Quilts, Queerness, and Community

A Virtual Lecture with Grace Rother and Sunny A Smith



Tavi Veraldi, Sunshine & Shadows Quilts Diptych, scrap bag, 27 x 31 inches, Grace Rother, January, 2022.
Sunny A. Smith, Camp Curtain 2006: “Ahistoric occasion,” MASS MoCA, north Adams, MA, 2023.

How does quilting chart relationships between the past, present, and future? How does it preserve or make visible histories that traditional modes of historical authority have overlooked or marginalized? Drawing upon the spirit and history of the quilting bee as a site of expression, resistance, inquiry and community, multidisciplinary trans* nonbinary artist Sunny A. Smith presents examples of socially-engaged quilting while unraveling how quilts have been tethered to a problematic Americana aesthetic that can reinforce unspoken racial, class, and other hierarchies. Through examples from their research and practice, they propose the ways quilts can serve as arenas or platforms for urgent political discussions while also memorializing intimacy and time, embodied knowledge, and lived human experience. 

What does it mean to queer quilt history and how might we begin to engage with queer patchwork traditions? How have quilts been used as records of identity in the past? Drawing on local quilt archives, broader queer history, and their own relationship with the craft, quilter Grace Rother pulls a thread of connection between the current climate of queer resilience and the handwork of the past. In this lecture Grace will share how they approach the recovery of queer community within the quilting past. By examining past reinterpretations of traditional patterns they will highlight opportunities to contribute queer perspectives. Join them in digging through the quilting legacies on record to find seeds of queerness and marvel at the power in creating something both soft and sturdy to tell your story.

After their talks, Sunny and Grace will be in conversation together. There will be time for questions and audience engagement, moderated by Dr. Jess Bailey of Public Library Quilts.
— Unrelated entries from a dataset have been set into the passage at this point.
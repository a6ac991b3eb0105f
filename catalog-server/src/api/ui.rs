//! Catalog page
//!
//! `GET /` returns the single-page product table (filters, sort controls and
//! the add/edit dialog); `GET /static/app.js` returns the script that drives
//! it through the JSON endpoints. Both files are compiled into the binary.

use axum::{
    http::{header, StatusCode},
    response::{Html, IntoResponse, Response},
};

const CATALOG_PAGE: &str = include_str!("../../ui/index.html");
const CATALOG_SCRIPT: &str = include_str!("../../ui/app.js");

pub async fn serve_index() -> Html<&'static str> {
    Html(CATALOG_PAGE)
}

pub async fn serve_app_js() -> Response {
    (
        StatusCode::OK,
        [(header::CONTENT_TYPE, "application/javascript")],
        CATALOG_SCRIPT,
    )
        .into_response()
}
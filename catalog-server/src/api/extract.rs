//! Typed request extractors
//!
//! Wrappers around axum's `Json`, `Query` and `Path` that report shape
//! mismatches as [`ApiError::Validation`] (400 with a JSON body) instead of
//! axum's plain-text rejections.

use axum::{
    async_trait,
    extract::{FromRequest, FromRequestParts, Path, Query, Request},
    http::request::Parts,
    Json,
};
use serde::de::DeserializeOwned;

use crate::error::ApiError;

/// JSON request body parsed into `T`
#[derive(Debug)]
pub struct ValidJson<T>(pub T);

#[async_trait]
impl<T, S> FromRequest<S> for ValidJson<T>
where
    T: DeserializeOwned,
    S: Send + Sync,
{
    type Rejection = ApiError;

    async fn from_request(req: Request, state: &S) -> Result<Self, Self::Rejection> {
        match Json::<T>::from_request(req, state).await {
            Ok(Json(value)) => Ok(Self(value)),
            Err(rejection) => Err(ApiError::Validation(rejection.body_text())),
        }
    }
}

/// Query string parsed into `T`
#[derive(Debug)]
pub struct ValidQuery<T>(pub T);

#[async_trait]
impl<T, S> FromRequestParts<S> for ValidQuery<T>
where
    T: DeserializeOwned,
    S: Send + Sync,
{
    type Rejection = ApiError;

    async fn from_request_parts(parts: &mut Parts, state: &S) -> Result<Self, Self::Rejection> {
        match Query::<T>::from_request_parts(parts, state).await {
            Ok(Query(value)) => Ok(Self(value)),
            Err(rejection) => Err(ApiError::Validation(rejection.body_text())),
        }
    }
}

/// Path parameters parsed into `T`
#[derive(Debug)]
pub struct ValidPath<T>(pub T);

#[async_trait]
impl<T, S> FromRequestParts<S> for ValidPath<T>
where
    T: DeserializeOwned + Send,
    S: Send + Sync,
{
    type Rejection = ApiError;

    async fn from_request_parts(parts: &mut Parts, state: &S) -> Result<Self, Self::Rejection> {
        match Path::<T>::from_request_parts(parts, state).await {
            Ok(Path(value)) => Ok(Self(value)),
            Err(rejection) => Err(ApiError::Validation(rejection.body_text())),
        }
    }
}
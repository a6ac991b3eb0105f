//! Database schema migrations
//!
//! Versioned, idempotent migrations tracked in the `schema_version` table.
//! Tables are created with their current shape by `init`; migrations only
//! bring databases written by older releases up to that shape.
//!
//! # Migration Guidelines
//!
//! 1. **Never modify existing migrations** - databases in the field depend on them
//! 2. **Always add new migrations** - one function per schema change
//! 3. **Check before altering** - every migration must be safe to re-run

use crate::Result;
use sqlx::SqlitePool;
use tracing::{info, warn};

/// Current schema version
///
/// **IMPORTANT:** Increment this when adding new migrations
pub const CURRENT_SCHEMA_VERSION: i32 = 1;

/// Get current schema version from database
///
/// Returns 0 if schema_version table doesn't exist or has no rows
pub async fn get_schema_version(pool: &SqlitePool) -> Result<i32> {
    let table_exists: bool = sqlx::query_scalar(
        r#"
        SELECT EXISTS(
            SELECT 1 FROM sqlite_master
            WHERE type='table' AND name='schema_version'
        )
        "#,
    )
    .fetch_one(pool)
    .await?;

    if !table_exists {
        return Ok(0);
    }

    let version: Option<i32> =
        sqlx::query_scalar("SELECT version FROM schema_version ORDER BY version DESC LIMIT 1")
            .fetch_optional(pool)
            .await?;

    Ok(version.unwrap_or(0))
}

async fn set_schema_version(pool: &SqlitePool, version: i32) -> Result<()> {
    sqlx::query("INSERT OR IGNORE INTO schema_version (version) VALUES (?)")
        .bind(version)
        .execute(pool)
        .await?;

    Ok(())
}

/// Run all pending migrations
pub async fn run_migrations(pool: &SqlitePool) -> Result<()> {
    let current_version = get_schema_version(pool).await?;

    if current_version == CURRENT_SCHEMA_VERSION {
        info!("Database schema is up to date (v{})", current_version);
        return Ok(());
    }

    if current_version > CURRENT_SCHEMA_VERSION {
        warn!(
            "Database schema version ({}) is newer than code version ({})",
            current_version, CURRENT_SCHEMA_VERSION
        );
        return Ok(());
    }

    info!(
        "Running database migrations: v{} -> v{}",
        current_version, CURRENT_SCHEMA_VERSION
    );

    if current_version < 1 {
        // Baseline: tables created by init
        set_schema_version(pool, 1).await?;
        info!("✓ Migration v1 completed");
    }

    Ok(())
}

#[cfg(test)]
mod tests {
    use super::*;
    use sqlx::sqlite::SqlitePoolOptions;

    async fn setup_test_db() -> SqlitePool {
        SqlitePoolOptions::new()
            .max_connections(1)
            .connect("sqlite::memory:")
            .await
            .unwrap()
    }

    async fn create_version_table(pool: &SqlitePool) {
        sqlx::query(
            "CREATE TABLE schema_version (version INTEGER PRIMARY KEY, applied_at TIMESTAMP NOT NULL DEFAULT CURRENT_TIMESTAMP)",
        )
        .execute(pool)
        .await
        .unwrap();
    }

    #[tokio::test]
    async fn test_get_schema_version_no_table() {
        let pool = setup_test_db().await;
        assert_eq!(get_schema_version(&pool).await.unwrap(), 0);
    }

    #[tokio::test]
    async fn test_baseline_sets_current_version() {
        let pool = setup_test_db().await;
        create_version_table(&pool).await;

        run_migrations(&pool).await.unwrap();
        assert_eq!(get_schema_version(&pool).await.unwrap(), CURRENT_SCHEMA_VERSION);
    }

    #[tokio::test]
    async fn test_newer_schema_left_alone() {
        let pool = setup_test_db().await;
        create_version_table(&pool).await;
        set_schema_version(&pool, CURRENT_SCHEMA_VERSION + 1).await.unwrap();

        run_migrations(&pool).await.unwrap();
        assert_eq!(get_schema_version(&pool).await.unwrap(), CURRENT_SCHEMA_VERSION + 1);
    }

    #[tokio::test]
    async fn test_run_migrations_idempotent() {
        let pool = setup_test_db().await;
        create_version_table(&pool).await;

        run_migrations(&pool).await.unwrap();
        run_migrations(&pool).await.unwrap();

        let versions: i64 = sqlx::query_scalar("SELECT COUNT(*) FROM schema_version")
            .fetch_one(&pool)
            .await
            .unwrap();
        assert_eq!(versions, 1);
    }
}
//! Product endpoints
//!
//! - `GET /products` filtered, sorted listing
//! - `GET /products/:id`
//! - `POST /products`
//! - `PUT /products/:id` (attribute list is reconciled against the stored set)
//! - `DELETE /products/:id`

use axum::{extract::State, http::StatusCode, Json};

use crate::api::extract::{ValidJson, ValidPath, ValidQuery};
use crate::db::{self, ProductDetail, ProductInput};
use crate::error::ApiError;
use crate::filter::{ProductFilter, ProductQuery};
use crate::AppState;

/// GET /products?search&sort&order&priceFrom&priceTo&categoryId&attributeNames
pub async fn list_products(
    State(state): State<AppState>,
    ValidQuery(query): ValidQuery<ProductQuery>,
) -> Result<Json<Vec<ProductDetail>>, ApiError> {
    let filter = ProductFilter::from_query(&query)?;
    let products = db::list_products(&state.db, &filter).await?;
    Ok(Json(products))
}

/// GET /products/:id
pub async fn get_product(
    State(state): State<AppState>,
    ValidPath(id): ValidPath<i64>,
) -> Result<Json<ProductDetail>, ApiError> {
    let mut conn = state.db.acquire().await?;
    db::get_product(&mut conn, id)
        .await?
        .map(Json)
        .ok_or_else(|| ApiError::NotFound(format!("Product {} not found", id)))
}

/// POST /products
pub async fn create_product(
    State(state): State<AppState>,
    ValidJson(input): ValidJson<ProductInput>,
) -> Result<(StatusCode, Json<ProductDetail>), ApiError> {
    let product = db::create_product(&state.db, input).await?;
    Ok((StatusCode::CREATED, Json(product)))
}

/// PUT /products/:id
pub async fn update_product(
    State(state): State<AppState>,
    ValidPath(id): ValidPath<i64>,
    ValidJson(input): ValidJson<ProductInput>,
) -> Result<Json<ProductDetail>, ApiError> {
    let product = db::update_product(&state.db, id, input).await?;
    Ok(Json(product))
}

/// DELETE /products/:id
pub async fn delete_product(
    State(state): State<AppState>,
    ValidPath(id): ValidPath<i64>,
) -> Result<StatusCode, ApiError> {
    db::delete_product(&state.db, id).await?;
    Ok(StatusCode::NO_CONTENT)
}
Wednesday, November 29th, 2023


2 pm – 3:30 pm ET

Zoom, a link will be send to participants the day before the event

All Tatter lectures are considered community programming and therefore ticket prices are donation-based. The suggested donation for each of these lectures is $25. Donations start at $15 for each lecture and $90 for the whole series.

*This session will be recorded. A link to the recording will be emailed to all those who register following the live session. This link is live for 24 hours only.


Grace Rother (she/they) is an artist and writer based out of Milwaukee, Wisconsin. She has lived her whole life in the Great Lakes region of the midwest and her relationship with the land and those who love it create the parameters of their practice. Grace works deeply with reclaimed materials and views each quilt she makes as both an archive of stories and a practical way of preserving textiles in use. As a non-binary lesbian Grace is always peering at so-called “women’s work” through a queer lens.

Grace grew up in SE Michigan surrounded by people with strong convictions and passionate creativity. Following in the footsteps of many American quilters, Grace utilizes quilts as catalysts for change through community organizing and raffles. In 2020 Grace organized the Abolition Quilting Bee. Her work has been shown in Chicago, Milwaukee, New York City, and Ypsilanti Michigan.

You can find more information about Grace’s work on her website: gracerother.com


Sunny A. Smith (they/them) is a nonbinary trans* artist grateful to be living and working as a guest on the homelands of Chochenyo and Ramaytush Ohlone peoples in the San Francisco Bay Area. They learned to quilt from their mother Kitty Smith in the suburbs of Washington, D.C. Smith’s work resides at the intersection of traditional craft, sculptural objects, experimental performance, and social practice. In addition to an active exhibition practice, they have been teaching for over two decades and now serve as the Dean of Fine Arts at California College of the Arts.